Because you say so? Ok then, I’ll get right on it! If I’m not doing it your way then clearly I suck at parenting. Can you please send me your email address - I’d love some more of your pearls of wisdom. I need all the help I can get!
Anonymous
Ain't nobody got time to be making yogurt at home, hon! Perhaps it is GOOP posting?
Anonymous
I thought this would be about “snacks” and goldfish.

But yogurt?!?
Anonymous
I prefer to make many of the items in my home -- I've knit and crocheted blankets for the children, and I prefer to make most of the art on the walls myself - including paintings, fiber art, etc. I think it's kind of tacky to put up things from big box stores -- but I consider crafting to be my hobby. I'm good at it and I enjoy it.
It sounds like the OP wants everyone to have a cooking hobby -- even if they're not good at it and don't enjoy it. I"m a terrible cook and I hate it. Why are you making it sound like I'm a bad person because I don't do it. Do I say you're a bad person because you bring some baby gift from JC Penney's when I've handmade a gorgeous baby blanket? No, I don't because I unerstand that people are different.
Anonymous
Anonymous wrote:Ain't nobody got time to be making yogurt at home, hon! Perhaps it is GOOP posting?

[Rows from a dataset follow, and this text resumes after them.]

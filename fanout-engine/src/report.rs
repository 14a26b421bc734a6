//! Batch result summarization, failed-subset selection, and export records.

use crate::attempt::Outcome;
use crate::batch::{BatchCounts, BatchResult};
use fanout_common::types::Target;
use fanout_common::util::excerpt;
use serde::{Deserialize, Serialize};
use std::io::Write;

/// Characters of output/error shown in table cells.
const EXCERPT_CHARS: usize = 100;

/// One row of the human summary, in completion order.
#[derive(Debug, Clone)]
pub struct SummaryRow {
    pub target: Target,
    pub outcome: Outcome,
    pub cancelled: bool,
    pub attempt_count: usize,
    pub duration_ms: u64,
    /// First line of the last error, excerpted.
    pub last_error: String,
    /// First line of the last stdout, excerpted.
    pub last_output: String,
}

/// Counts plus the ordered per-target rows.
#[derive(Debug, Clone)]
pub struct BatchSummary {
    pub counts: BatchCounts,
    pub rows: Vec<SummaryRow>,
}

/// Render a batch result into counts and ordered rows.
pub fn summarize(result: &BatchResult) -> BatchSummary {
    let rows = result
        .entries
        .values()
        .map(|report| SummaryRow {
            target: report.target.clone(),
            outcome: report.outcome,
            cancelled: report.cancelled,
            attempt_count: report.attempt_count(),
            duration_ms: report.duration_ms,
            last_error: excerpt(report.last_error().unwrap_or(""), EXCERPT_CHARS),
            last_output: excerpt(report.last_output(), EXCERPT_CHARS),
        })
        .collect();
    BatchSummary {
        counts: result.counts(),
        rows,
    }
}

/// Targets whose outcome was not Success, in completion order. The manual
/// retry path re-runs exactly this subset.
pub fn select_failed(result: &BatchResult) -> Vec<Target> {
    result
        .entries
        .values()
        .filter(|report| report.outcome != Outcome::Success)
        .map(|report| report.target.clone())
        .collect()
}

/// One export row per target. Field order and presence are stable across
/// invocations; downstream tooling depends on it.
#[derive(Debug, Clone, Serialize, Deserialize)]
pub struct ExportRecord {
    pub target_id: String,
    pub target_label: String,
    pub outcome: Outcome,
    pub attempt_count: usize,
    pub last_error: String,
}

/// Export rows in completion order.
pub fn export_records(result: &BatchResult) -> Vec<ExportRecord> {
    result
        .entries
        .values()
        .map(|report| ExportRecord {
            target_id: report.target.id.to_string(),
            target_label: report.target.label.clone(),
            outcome: report.outcome,
            attempt_count: report.attempt_count(),
            last_error: report.last_error().unwrap_or("").to_string(),
        })
        .collect()
}

/// Write export records as JSON lines.
pub fn write_jsonl<W: Write>(mut writer: W, records: &[ExportRecord]) -> std::io::Result<()> {
    for record in records {
        let line = serde_json::to_string(record)?;
        writeln!(writer, "{}", line)?;
    }
    Ok(())
}

/// Write export records as tab-separated rows with a header. Tabs and
/// newlines inside error text are flattened to spaces so rows stay rows.
pub fn write_tsv<W: Write>(mut writer: W, records: &[ExportRecord]) -> std::io::Result<()> {
    writeln!(
        writer,
        "target_id\ttarget_label\toutcome\tattempt_count\tlast_error"
    )?;
    for record in records {
        writeln!(
            writer,
            "{}\t{}\t{}\t{}\t{}",
            flatten(&record.target_id),
            flatten(&record.target_label),
            record.outcome,
            record.attempt_count,
            flatten(&record.last_error),
        )?;
    }
    Ok(())
}

fn flatten(text: &str) -> String {
    text.replace(['\t', '\n', '\r'], " ")
}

you are joking right? It literally needs a few seconds to set yogurt with starter.. the time you took to post on dcum..
Anonymous
Anonymous wrote:
Anonymous wrote:Store-bought yogurt is such an innocuous thing to complain about! I make my own because I prefer the taste, but if I liked the taste of store-bought I would switch in an instant. In general, buying store-bought things with just a few ingredients is fine.

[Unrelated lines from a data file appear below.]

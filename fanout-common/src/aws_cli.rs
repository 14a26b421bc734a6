//! AWS-CLI-backed command channel.
//!
//! Drives the managed agent service through the `aws ssm` CLI
//! (`send-command` / `get-command-invocation`) with `--output json`, one
//! subprocess per call. Credentials and endpoint resolution stay with the
//! CLI; this channel only shapes requests and decodes responses.

use crate::channel::{ChannelError, CommandChannel, CommandHandle, CommandOutput, PollStatus};
use crate::config::AwsConfig;
use crate::types::{CommandSpec, Platform, Target};
use async_trait::async_trait;
use serde::Deserialize;
use tracing::debug;

/// Extra delivery window beyond the per-attempt execution budget. Slow
/// deliveries are the agent's to report, not the dispatcher's.
const DELIVERY_MARGIN_SECS: u64 = 30;

pub struct AwsCliChannel {
    cli_path: String,
    profile: Option<String>,
    region: Option<String>,
    linux_document: String,
    windows_document: String,
}

impl AwsCliChannel {
    pub fn from_config(config: &AwsConfig) -> Self {
        Self {
            cli_path: config.cli_path.clone(),
            profile: config.profile.clone(),
            region: config.region.clone(),
            linux_document: config.linux_document.clone(),
            windows_document: config.windows_document.clone(),
        }
    }

    fn document_for(&self, platform: Platform) -> &str {
        match platform {
            Platform::Linux => &self.linux_document,
            Platform::Windows => &self.windows_document,
        }
    }

    async fn run_cli(&self, args: &[String]) -> Result<String, ChannelError> {
        let mut cmd = tokio::process::Command::new(&self.cli_path);
        cmd.args(args);
        if let Some(profile) = &self.profile {
            cmd.arg("--profile").arg(profile);
        }
        if let Some(region) = &self.region {
            cmd.arg("--region").arg(region);
        }
        cmd.arg("--output").arg("json");

        let output = cmd
            .output()
            .await
            .map_err(|e| ChannelError::Transport(format!("spawning {}: {}", self.cli_path, e)))?;

        if !output.status.success() {
            let stderr = String::from_utf8_lossy(&output.stderr);
            return Err(parse_cli_error(&stderr));
        }

        Ok(String::from_utf8_lossy(&output.stdout).into_owned())
    }
}

/// Decode an AWS CLI failure line into a channel error.
///
/// The CLI reports service errors as
/// `An error occurred (SomeCode) when calling the X operation: message`.
fn parse_cli_error(stderr: &str) -> ChannelError {
    let line = stderr
        .lines()
        .find(|l| l.contains("An error occurred ("))
        .unwrap_or_else(|| stderr.trim());

    if let Some(open) = line.find('(') {
        if let Some(close) = line[open..].find(')') {
            let code = line[open + 1..open + close].to_string();
            if code == "InvocationDoesNotExist" {
                return ChannelError::NotYetAvailable;
            }
            let message = line
                .split_once(':')
                .map(|(_, rest)| rest.trim().to_string())
                .unwrap_or_else(|| line.to_string());
            return ChannelError::Service { code, message };
        }
    }

    ChannelError::Transport(line.to_string())
}

/// Map a service status string onto the channel's poll vocabulary. Statuses
/// the service has not finished with ("Cancelling", anything unknown) stay
/// non-terminal so the poll loop keeps waiting.
fn map_status(status: &str, details: Option<String>) -> PollStatus {
    match status {
        "Pending" | "Delayed" => PollStatus::Pending,
        "InProgress" | "Cancelling" => PollStatus::InProgress,
        "Success" => PollStatus::Succeeded,
        "Failed" => PollStatus::Failed { reason: details },
        "Cancelled" => PollStatus::Cancelled { reason: details },
        "TimedOut" => PollStatus::TimedOut { reason: details },
        _ => PollStatus::InProgress,
    }
}

#[derive(Debug, Deserialize)]
struct SendCommandResponse {
    #[serde(rename = "Command")]
    command: SentCommand,
}

#[derive(Debug, Deserialize)]
struct SentCommand {
    #[serde(rename = "CommandId")]
    command_id: String,
}

#[derive(Debug, Deserialize)]
struct InvocationResponse {
    #[serde(rename = "Status")]
    status: String,
    #[serde(rename = "StatusDetails", default)]
    status_details: Option<String>,
    #[serde(rename = "StandardOutputContent", default)]
    stdout: String,
    #[serde(rename = "StandardErrorContent", default)]
    stderr: String,
    #[serde(rename = "ResponseCode", default)]
    response_code: Option<i32>,
}

#[async_trait]
impl CommandChannel for AwsCliChannel {
    async fn submit(
        &self,
        target: &Target,
        command: &CommandSpec,
    ) -> Result<CommandHandle, ChannelError> {
        let timeout_secs = command.timeout.as_secs().max(1);
        let parameters = serde_json::json!({
            "commands": [command.text],
            "executionTimeout": [timeout_secs.to_string()],
        });

        let args = vec![
            "ssm".to_string(),
            "send-command".to_string(),
            "--instance-ids".to_string(),
            target.id.as_str().to_string(),
            "--document-name".to_string(),
            self.document_for(target.platform).to_string(),
            "--parameters".to_string(),
            parameters.to_string(),
            "--timeout-seconds".to_string(),
            (timeout_secs + DELIVERY_MARGIN_SECS).to_string(),
        ];

        let raw = self.run_cli(&args).await?;
        let response: SendCommandResponse = serde_json::from_str(&raw)
            .map_err(|e| ChannelError::Transport(format!("decoding send-command: {}", e)))?;

        debug!(target = %target.id, invocation = %response.command.command_id, "command dispatched");

        Ok(CommandHandle {
            invocation_id: response.command.command_id,
            target_id: target.id.clone(),
        })
    }

    async fn poll(&self, handle: &CommandHandle) -> Result<PollStatus, ChannelError> {
        let raw = self.run_cli(&invocation_args(handle)).await?;
        let response: InvocationResponse = serde_json::from_str(&raw)
            .map_err(|e| ChannelError::Transport(format!("decoding invocation: {}", e)))?;
        Ok(map_status(&response.status, response.status_details))
    }

    async fn fetch_output(&self, handle: &CommandHandle) -> Result<CommandOutput, ChannelError> {
        let raw = self.run_cli(&invocation_args(handle)).await?;
        let response: InvocationResponse = serde_json::from_str(&raw)
            .map_err(|e| ChannelError::Transport(format!("decoding invocation: {}", e)))?;
        Ok(CommandOutput {
            stdout: response.stdout,
            stderr: response.stderr,
            exit_code: response.response_code,
        })
    }
}

fn invocation_args(handle: &CommandHandle) -> Vec<String> {
    vec![
        "ssm".to_string(),
        "get-command-invocation".to_string(),
        "--command-id".to_string(),
        handle.invocation_id.clone(),
        "--instance-id".to_string(),
        handle.target_id.as_str().to_string(),
    ]
}

#[cfg(test)]
mod tests {
    use super::*;

    #[test]
    fn test_parse_cli_error_extracts_code() {
        let stderr =
            "An error occurred (ThrottlingException) when calling the SendCommand operation: Rate exceeded";
        match parse_cli_error(stderr) {
            ChannelError::Service { code, message } => {
                assert_eq!(code, "ThrottlingException");
                assert_eq!(message, "Rate exceeded");
            }
            other => panic!("expected service error, got {:?}", other),
        }
    }

    #[test]
    fn test_parse_cli_error_invocation_window() {
        let stderr = "An error occurred (InvocationDoesNotExist) when calling the GetCommandInvocation operation: not found";
        assert!(matches!(
            parse_cli_error(stderr),
            ChannelError::NotYetAvailable
        ));
    }

    #[test]
    fn test_parse_cli_error_unstructured_is_transport() {
        match parse_cli_error("ssh: connection reset") {
            ChannelError::Transport(msg) => assert!(msg.contains("connection reset")),
            other => panic!("expected transport error, got {:?}", other),
        }
    }

    #[test]
    fn test_map_status_terminal_states() {
        assert_eq!(map_status("Success", None), PollStatus::Succeeded);
        assert_eq!(
            map_status("Failed", Some("DeliveryTimedOut".to_string())),
            PollStatus::Failed {
                reason: Some("DeliveryTimedOut".to_string())
            }
        );
        assert_eq!(
            map_status("TimedOut", None),
            PollStatus::TimedOut { reason: None }
        );
    }

    #[test]
    fn test_map_status_in_flight_states() {
        assert_eq!(map_status("Pending", None), PollStatus::Pending);
        assert_eq!(map_status("Delayed", None), PollStatus::Pending);
        assert_eq!(map_status("InProgress", None), PollStatus::InProgress);
        assert_eq!(map_status("Cancelling", None), PollStatus::InProgress);
        // Unknown future statuses must not be treated as terminal.
        assert_eq!(map_status("SomethingNew", None), PollStatus::InProgress);
    }

    #[test]
    fn test_document_selection_follows_platform() {
        let channel = AwsCliChannel::from_config(&AwsConfig::default());
        assert_eq!(channel.document_for(Platform::Linux), "AWS-RunShellScript");
        assert_eq!(
            channel.document_for(Platform::Windows),
            "AWS-RunPowerShellScript"
        );
    }

    #[test]
    fn test_send_command_response_decodes() {
        let raw = r#"{"Command": {"CommandId": "abc-123", "Status": "Pending"}}"#;
        let response: SendCommandResponse = serde_json::from_str(raw).unwrap();
        assert_eq!(response.command.command_id, "abc-123");
    }

    #[test]
    fn test_invocation_response_decodes_with_missing_output() {
        let raw = r#"{"Status": "Failed", "StatusDetails": "Failed"}"#;
        let response: InvocationResponse = serde_json::from_str(raw).unwrap();
        assert_eq!(response.status, "Failed");
        assert_eq!(response.stdout, "");
        assert_eq!(response.response_code, None);
    }
}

I do judge UMC families who rarely cook and continuously rotate a selection of take-out and frozen food. Cooking should be something like laundry or dishes - you just do it. People should be disciplined instead of lazy.


Because you say so? Ok then, I’ll get right on it! If I’m not doing it your way then clearly I suck at parenting. Can you please send me your email address - I’d love some more of your pearls of wisdom. I need all the help I can get!

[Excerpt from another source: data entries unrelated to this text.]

//! Target file loading.
//!
//! Targets are listed in a TOML file as an array of tables:
//!
//! ```toml
//! [[targets]]
//! id = "i-0123456789abcdef0"
//! label = "web-1"
//! platform = "linux"
//! ```

use anyhow::{Context, Result, bail};
use fanout_common::types::Target;
use serde::Deserialize;
use std::path::Path;

#[derive(Debug, Deserialize)]
struct TargetFile {
    #[serde(default)]
    targets: Vec<Target>,
}

/// Load and sanity-check a target file.
pub fn load_targets(path: &Path) -> Result<Vec<Target>> {
    let raw = std::fs::read_to_string(path)
        .with_context(|| format!("reading target file {}", path.display()))?;
    let file: TargetFile = toml::from_str(&raw)
        .with_context(|| format!("parsing target file {}", path.display()))?;

    if file.targets.is_empty() {
        bail!("target file {} lists no targets", path.display());
    }
    for target in &file.targets {
        if target.id.as_str().trim().is_empty() {
            bail!("target file {} contains a target with an empty id", path.display());
        }
    }
    Ok(file.targets)
}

Sorry but I'm with PP on this. I do get that life gets crazy sometimes but I find it stunning when people with kids tell me they don't cook at all. It's one thing to get takeout once or twice a week or feed less healthy things to a truly picky eater, but cooking is a basic life skill. My spouse grew up eating pre-prepared foods and takeout all the time and there are serious health problems in the family as a result. I'm definitely not snobby about everything being fresh/totally unprocessed, even if you're just throwing cans of beans and tomatoes into a pot to make chili that's still cooking in my book.
Anonymous
Also the inconvenient fact that all those preservatives keep stuff from molding. Home made yogurt isn't going to do me any good if it's got a fuzzy blue layer on top.
Anonymous
Anonymous wrote:
Anonymous wrote:Ain't nobody got time to be making yogurt at home, hon! Perhaps it is GOOP posting?

you are joking right? It literally needs a few seconds to set yogurt with starter.. the time you took to post on dcum..


12.21 again. So you only need to it the starter in your milk? Really?

Yeah no. You’re either using freeze-dried culture or store bought yogurt as culture. And while some heirloom cultures work at room temperature (very runny, ime), others have to be kept warm (with a pilot light in the oven, I’d be fine leaving it overnight; with the oven running, it’s during the day while I’m available). Regardless, you skipped scalding and cooling the milk! You don’t scald it and it doesn’t work as well, in addition to having who knows what microbes in it. Then there’s the straining if you prefer Greek yogurt (I do).

Making yogurt is time consuming. Making cheese (fresh mozzarella and hard cheese) is time consuming. Making ricotta and cottage cheese is time consuming. It’s all possible, to one extent or another. (I’ve never made cream cheese, no inclination to try.) Kefir is the only one that’s easy to do, but I end up smooshing the starter through the sieve, then I need more starter.